When people become insolvent — that is, they have more debt than they can afford to repay — it can mean sleepless nights, harassing phone calls from creditors, and the continuing accumulation of debt if you find yourself using credit to pay for necessities like groceries or utilities. Bankruptcy can take care of all of these problems in a few simple steps and a few months of accountability to a trustee.
Bankruptcy offers a clean slate and a fresh start, and for some people, that’s what it will take to get them back on their feet and in the right frame of mind to face the future.
There’s often more to their situation than just badly handled credit. Many people are forced to consider bankruptcy because they lost their jobs, got divorced or separated, lost property that was insufficiently insured, needed legal counsel, or any one of a variety of legitimate reasons why otherwise responsible people find themselves insolvent.
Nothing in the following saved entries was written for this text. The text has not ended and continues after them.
//! Document store port trait.

use crate::domain::error::ReplayError;

/// Opaque key → JSON document store for templates and saved sessions.
/// Semantics are last-write-wins; no transactional guarantees are assumed.
pub trait DocumentStorePort {
    fn put(&self, key: &str, document: &serde_json::Value) -> Result<(), ReplayError>;

    fn get(&self, key: &str) -> Result<Option<serde_json::Value>, ReplayError>;

    /// Returns whether the key existed.
    fn delete(&self, key: &str) -> Result<bool, ReplayError>;

    fn list_keys(&self) -> Result<Vec<String>, ReplayError>;
}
The bottom line is that the decision to declare bankruptcy is a very personal one, one that needs to be made only after careful consideration and consultation with a professional credit counsellor. If, after careful consideration, you and your counsellor decide that bankruptcy is the right option for you, proceed without beating yourself up. The option exists for a reason. Use your bankruptcy as a lesson, and learn the skills you need so you never have to face financial problems again.